Back in the boat, surface support for someone else’s project, feeling sorry for myself, I hear breaths on the surface. I look up and see three slick, dog-like faces, and shiny black eyes staring at me. Gray seals. We stare at each other for minutes, only curiosity hanging in the air. Suddenly, silently, they disappear. I look around, specifically for a lobster boat. Seals are excellent at taking lobsters out of lobster traps, which fishermen know… and which is why some fishermen don’t have reservations about shooting seals on sight. So, seals know exactly what a lobster boat sounds like.

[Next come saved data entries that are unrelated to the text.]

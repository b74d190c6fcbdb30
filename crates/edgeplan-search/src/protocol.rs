//! Worker ↔ driver protocol types.

use std::sync::Arc;

use tokio::sync::{mpsc, watch};

use edgeplan_model::Particle;

use crate::context::{CoordinationContext, Lane};
use crate::front::Algorithm;

/// Events the driver collects to complete each iteration's rendezvous.
#[derive(Debug)]
pub enum WorkerEvent {
    /// A lane finished its search step for the iteration.
    IterationComplete { lane: Lane, iteration: u64 },
    /// The coordinator finished the iteration's merge.
    CoordinatorComplete { iteration: u64 },
    /// A lane consumed the transform flag: it retires now and its
    /// particles move to a new worker of the target algorithm.
    /// Counts as the lane's completion for the iteration.
    Handoff {
        lane: Lane,
        iteration: u64,
        target: Algorithm,
        particles: Vec<Particle>,
    },
}

/// The channel bundle every worker runs against.
#[derive(Debug)]
pub struct WorkerLinks {
    pub ctx: Arc<CoordinationContext>,
    /// Merged-front readiness, per-worker receiver.
    pub merge_rx: watch::Receiver<u64>,
    /// Next-iteration broadcast, per-worker receiver.
    pub next_rx: watch::Receiver<u64>,
    /// Completion/handoff events to the driver.
    pub events: mpsc::UnboundedSender<WorkerEvent>,
}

Seals are excellent at taking lobsters out of lobster traps, which fishermen know… and which is why some fishermen don’t have reservations about shooting seals on sight.
About a quarter-mile away, turning the corner around an island is a lobster boat. It putters towards me, which isn’t surprising given the limited number of navigable routes through this particular stretch of treacherous rocks. When the boat is close enough for me to see two men, I wave. I want them to see my flag and avoid our divers below. They wave back, and keep coming towards me. As they get closer, I am nervous and excited. If I was approached by two random men on land, I would be very, very nervous. But out on the water, even though you’re much more vulnerable, more often than not, people are just coming by to check on you.
The men are wearing baseball caps, sweatshirts, and Grundéns – the uniform of Maine’s fishermen. I can hear their rock music, and I notice they’re not wearing their waterproof jackets; they’re probably warm from hauling traps all day.
“Hi.” they say.
“Hey,” I reply with a wave.
“Do you want some hot water? It’s not clean or anything, but it’s warm. If you give us a bucket, we can fill it up.”
“Sure, that’d be great.” I say, a little confused at first, but then it occurs to me it’s probably for the divers to dip their cold hands and feet into when they surface. I pass a bucket over the boat railings to them. One guy dips it in the hot water tank and passes it back to me carefully. As I grab the handle and slowly put on the bottom of the boat, I can smell hot salty water mixed with bleach, and see tiny dead crustaceans floating at the surface.
I smile big and say,
“Thanks! They –”
I point enthusiastically to the bubbles at the surface —
“– will appreciate it when they come out of the water!”
Without pause, the guy who gave me the bucket says casually, “Oh. It’s not for them, it’s for you.” He’s already putting the engine in gear, heading towards other traps, and waving goodbye, all in one motion.
“Oh,” I say, “Thanks!” and wave once as they leave.
Those guys knew that the worst part of a day was waiting to work, to do something, to be useful.
But I’m still in that moment. The warm water wasn’t for the divers; it was for me. Me, the surface support sitting cold, alone and useless in a dive boat. Those guys knew that the worst part of a day was waiting to work, to do something, to be useful.
I wrestle back tears, and survey the beautiful rocky coastline, breathe in the crisp air, and listen to the rhythmic cackles and cries of gulls and terns. Maybe I belong out here after all. I sit next to the bucket of warm water, dip one brown waterproof boot into the bucket slowly, then the other, and I start to feel a little bit warmer everywhere.